//! Shared cache for decoded pixel blocks.
//!
//! One instance is owned by the slide cache and attached to every handle the
//! provider opens, so all open slides draw from a single byte budget.
//!
//! # Cache Key
//!
//! Blocks are keyed by:
//! - Handle namespace (unique per opened handle)
//! - Pyramid level
//! - Column
//! - Row
//!
//! # Size-Based Eviction
//!
//! The cache tracks the decoded size of each block and evicts
//! least-recently-used blocks while the total exceeds the budget.

use std::num::NonZeroUsize;
use std::sync::atomic::{AtomicU64, Ordering};
use std::sync::{Arc, Mutex, MutexGuard};

use image::DynamicImage;
use lru::LruCache;

/// Default decode budget: 128MB
pub const DEFAULT_DECODE_CACHE_BYTES: usize = 128 * 1024 * 1024;

/// Upper bound on entry count (bounds LRU bookkeeping overhead)
const MAX_ENTRIES: usize = 65_536;

// =============================================================================
// Block Key
// =============================================================================

/// Identifies one decoded block.
#[derive(Debug, Clone, Copy, PartialEq, Eq, Hash)]
pub struct BlockKey {
    /// Namespace handed out by [`SharedDecodeCache::register_namespace`]
    pub namespace: u64,

    pub level: u32,

    pub col: u32,

    pub row: u32,
}

impl BlockKey {
    pub fn new(namespace: u64, level: u32, col: u32, row: u32) -> Self {
        Self {
            namespace,
            level,
            col,
            row,
        }
    }
}

// =============================================================================
// Shared Decode Cache
// =============================================================================

struct Blocks {
    lru: LruCache<BlockKey, Arc<DynamicImage>>,
    current_size: usize,
}

struct Inner {
    blocks: Mutex<Blocks>,
    max_size: usize,
    next_namespace: AtomicU64,
}

/// Byte-budgeted LRU of decoded blocks, shared by all open slide handles.
///
/// Cloning is cheap and yields another handle to the same cache. All
/// operations are safe to call concurrently from any thread.
#[derive(Clone)]
pub struct SharedDecodeCache {
    inner: Arc<Inner>,
}

impl SharedDecodeCache {
    /// Create a cache holding at most `max_size` bytes of decoded pixels.
    pub fn with_capacity(max_size: usize) -> Self {
        let max_entries = NonZeroUsize::new(MAX_ENTRIES).unwrap_or(NonZeroUsize::MIN);
        Self {
            inner: Arc::new(Inner {
                blocks: Mutex::new(Blocks {
                    lru: LruCache::new(max_entries),
                    current_size: 0,
                }),
                max_size,
                next_namespace: AtomicU64::new(0),
            }),
        }
    }

    /// Reserve a key namespace for a newly opened handle.
    pub fn register_namespace(&self) -> u64 {
        self.inner.next_namespace.fetch_add(1, Ordering::Relaxed)
    }

    fn blocks(&self) -> MutexGuard<'_, Blocks> {
        self.inner
            .blocks
            .lock()
            .unwrap_or_else(|poisoned| poisoned.into_inner())
    }

    /// Get a block, marking it recently used.
    pub fn get(&self, key: &BlockKey) -> Option<Arc<DynamicImage>> {
        self.blocks().lru.get(key).cloned()
    }

    /// Store a block, evicting least-recently-used blocks to fit the budget.
    ///
    /// A block larger than the whole budget is not stored.
    pub fn insert(&self, key: BlockKey, block: Arc<DynamicImage>) {
        let block_size = block.as_bytes().len();
        if block_size > self.inner.max_size {
            return;
        }

        let mut blocks = self.blocks();

        if let Some(old) = blocks.lru.peek(&key) {
            let old_size = old.as_bytes().len();
            blocks.current_size = blocks.current_size.saturating_sub(old_size);
        }

        if let Some((evicted_key, evicted)) = blocks.lru.push(key, block) {
            // `push` hands back the entry it displaced when at entry capacity
            if evicted_key != key {
                let evicted_size = evicted.as_bytes().len();
                blocks.current_size = blocks.current_size.saturating_sub(evicted_size);
            }
        }
        blocks.current_size += block_size;

        while blocks.current_size > self.inner.max_size {
            match blocks.lru.pop_lru() {
                Some((_, evicted)) => {
                    let evicted_size = evicted.as_bytes().len();
                    blocks.current_size = blocks.current_size.saturating_sub(evicted_size);
                }
                None => break,
            }
        }
    }

    /// Return the cached block or decode, store and return it.
    ///
    /// Decoding runs without holding the cache lock; two threads missing on
    /// the same key may both decode, and the later insert wins.
    pub fn get_or_decode<E, F>(&self, key: BlockKey, decode: F) -> Result<Arc<DynamicImage>, E>
    where
        F: FnOnce() -> Result<DynamicImage, E>,
    {
        if let Some(block) = self.get(&key) {
            return Ok(block);
        }

        let block = Arc::new(decode()?);
        self.insert(key, Arc::clone(&block));
        Ok(block)
    }

    /// Drop every cached block.
    pub fn clear(&self) {
        let mut blocks = self.blocks();
        blocks.lru.clear();
        blocks.current_size = 0;
    }

    /// Number of cached blocks.
    pub fn len(&self) -> usize {
        self.blocks().lru.len()
    }

    pub fn is_empty(&self) -> bool {
        self.blocks().lru.is_empty()
    }

    /// Total decoded bytes currently cached.
    pub fn size(&self) -> usize {
        self.blocks().current_size
    }

    /// Budget in bytes.
    pub fn capacity(&self) -> usize {
        self.inner.max_size
    }
}

impl Default for SharedDecodeCache {
    fn default() -> Self {
        Self::with_capacity(DEFAULT_DECODE_CACHE_BYTES)
    }
}

impl std::fmt::Debug for SharedDecodeCache {
    fn fmt(&self, f: &mut std::fmt::Formatter<'_>) -> std::fmt::Result {
        f.debug_struct("SharedDecodeCache")
            .field("capacity", &self.capacity())
            .field("size", &self.size())
            .finish()
    }
}

// =============================================================================
// Tests
// =============================================================================
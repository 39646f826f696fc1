//! Colour management for slide tiles.
//!
//! Slides may embed an ICC profile describing their stored RGB values. Once
//! per slide, [`ColorTransform::build`] picks what to do with that profile
//! for the configured [`ColorMode`]; every tile read afterwards only applies
//! the precomputed transform.
//!
//! | Mode                                   | Pixels          | Tile profile        |
//! |----------------------------------------|-----------------|---------------------|
//! | `ignore`                               | unchanged       | removed             |
//! | `embed`                                | unchanged       | original, unchanged |
//! | `default` and the four rendering intents | mapped to sRGB | compact sRGB        |
//!
//! Slides without a profile get a pass-through transform in every mode.

mod transform;

pub use transform::{ColorMode, ColorTransform, SrgbConversion, SRGB_PROFILE_BYTES};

Action item:
Would you retype all of the data exactly as shown?

Exercise response:
//! Shared cache for decoded pixel blocks.
//!
//! One instance is owned by the slide cache and attached to every handle the
//! provider opens, so all open slides draw from a single byte budget.
//!
//! # Cache Key
//!
//! Blocks are keyed by:
//! - Handle namespace (unique per opened handle)
//! - Pyramid level
//! - Column
//! - Row
//!
//! # Size-Based Eviction
//!
//! The cache tracks the decoded size of each block and evicts
//! least-recently-used blocks while the total exceeds the budget.

use std::num::NonZeroUsize;
use std::sync::atomic::{AtomicU64, Ordering};
use std::sync::{Arc, Mutex, MutexGuard};

use image::DynamicImage;
use lru::LruCache;

/// Default decode budget: 128MB
pub const DEFAULT_DECODE_CACHE_BYTES: usize = 128 * 1024 * 1024;

/// Upper bound on entry count (bounds LRU bookkeeping overhead)
const MAX_ENTRIES: usize = 65_536;

// =============================================================================
// Block Key
// =============================================================================

/// Identifies one decoded block.
#[derive(Debug, Clone, Copy, PartialEq, Eq, Hash)]
pub struct BlockKey {
    /// Namespace handed out by [`SharedDecodeCache::register_namespace`]
    pub namespace: u64,

    pub level: u32,

    pub col: u32,

    pub row: u32,
}

impl BlockKey {
    pub fn new(namespace: u64, level: u32, col: u32, row: u32) -> Self {
        Self {
            namespace,
            level,
            col,
            row,
        }
    }
}

// =============================================================================
// Shared Decode Cache
// =============================================================================

struct Blocks {
    lru: LruCache<BlockKey, Arc<DynamicImage>>,
    current_size: usize,
}

struct Inner {
    blocks: Mutex<Blocks>,
    max_size: usize,
    next_namespace: AtomicU64,
}

/// Byte-budgeted LRU of decoded blocks, shared by all open slide handles.
///
/// Cloning is cheap and yields another handle to the same cache. All
/// operations are safe to call concurrently from any thread.
#[derive(Clone)]
pub struct SharedDecodeCache {
    inner: Arc<Inner>,
}

impl SharedDecodeCache {
    /// Create a cache holding at most `max_size` bytes of decoded pixels.
    pub fn with_capacity(max_size: usize) -> Self {
        let max_entries = NonZeroUsize::new(MAX_ENTRIES).unwrap_or(NonZeroUsize::MIN);
        Self {
            inner: Arc::new(Inner {
                blocks: Mutex::new(Blocks {
                    lru: LruCache::new(max_entries),
                    current_size: 0,
                }),
                max_size,
                next_namespace: AtomicU64::new(0),
            }),
        }
    }

    /// Reserve a key namespace for a newly opened handle.
    pub fn register_namespace(&self) -> u64 {
        self.inner.next_namespace.fetch_add(1, Ordering::Relaxed)
    }

    fn blocks(&self) -> MutexGuard<'_, Blocks> {
        self.inner
            .blocks
            .lock()
            .unwrap_or_else(|poisoned| poisoned.into_inner())
    }

    /// Get a block, marking it recently used.
    pub fn get(&self, key: &BlockKey) -> Option<Arc<DynamicImage>> {
        self.blocks().lru.get(key).cloned()
    }

    /// Store a block, evicting least-recently-used blocks to fit the budget.
    ///
    /// A block larger than the whole budget is not stored.
    pub fn insert(&self, key: BlockKey, block: Arc<DynamicImage>) {
        let block_size = block.as_bytes().len();
        if block_size > self.inner.max_size {
            return;
        }

        let mut blocks = self.blocks();

        if let Some(old) = blocks.lru.peek(&key) {
            let old_size = old.as_bytes().len();
            blocks.current_size = blocks.current_size.saturating_sub(old_size);
        }

        if let Some((evicted_key, evicted)) = blocks.lru.push(key, block) {
            // `push` hands back the entry it displaced when at entry capacity
            if evicted_key != key {
                let evicted_size = evicted.as_bytes().len();
                blocks.current_size = blocks.current_size.saturating_sub(evicted_size);
            }
        }
        blocks.current_size += block_size;

        while blocks.current_size > self.inner.max_size {
            match blocks.lru.pop_lru() {
                Some((_, evicted)) => {
                    let evicted_size = evicted.as_bytes().len();
                    blocks.current_size = blocks.current_size.saturating_sub(evicted_size);
                }
                None => break,
            }
        }
    }

    /// Return the cached block or decode, store and return it.
    ///
    /// Decoding runs without holding the cache lock; two threads missing on
    /// the same key may both decode, and the later insert wins.
    pub fn get_or_decode<E, F>(&self, key: BlockKey, decode: F) -> Result<Arc<DynamicImage>, E>
    where
        F: FnOnce() -> Result<DynamicImage, E>,
    {
        if let Some(block) = self.get(&key) {
            return Ok(block);
        }

        let block = Arc::new(decode()?);
        self.insert(key, Arc::clone(&block));
        Ok(block)
    }

    /// Drop every cached block.
    pub fn clear(&self) {
        let mut blocks = self.blocks();
        blocks.lru.clear();
        blocks.current_size = 0;
    }

    /// Number of cached blocks.
    pub fn len(&self) -> usize {
        self.blocks().lru.len()
    }

    pub fn is_empty(&self) -> bool {
        self.blocks().lru.is_empty()
    }

    /// Total decoded bytes currently cached.
    pub fn size(&self) -> usize {
        self.blocks().current_size
    }

    /// Budget in bytes.
    pub fn capacity(&self) -> usize {
        self.inner.max_size
    }
}

impl Default for SharedDecodeCache {
    fn default() -> Self {
        Self::with_capacity(DEFAULT_DECODE_CACHE_BYTES)
    }
}

impl std::fmt::Debug for SharedDecodeCache {
    fn fmt(&self, f: &mut std::fmt::Formatter<'_>) -> std::fmt::Result {
        f.debug_struct("SharedDecodeCache")
            .field("capacity", &self.capacity())
            .field("size", &self.size())
            .finish()
    }
}

// =============================================================================
// Tests
// =============================================================================
repository 39646f826f696fc1
//! Colour management for slide tiles.
//!
//! Slides may embed an ICC profile describing their stored RGB values. Once
//! per slide, [`ColorTransform::build`] picks what to do with that profile
//! for the configured [`ColorMode`]; every tile read afterwards only applies
//! the precomputed transform.
//!
//! | Mode                                   | Pixels          | Tile profile        |
//! |----------------------------------------|-----------------|---------------------|
//! | `ignore`                               | unchanged       | removed             |
//! | `embed`                                | unchanged       | original, unchanged |
//! | `default` and the four rendering intents | mapped to sRGB | compact sRGB        |
//!
//! Slides without a profile get a pass-through transform in every mode.

mod transform;

pub use transform::{ColorMode, ColorTransform, SrgbConversion, SRGB_PROFILE_BYTES};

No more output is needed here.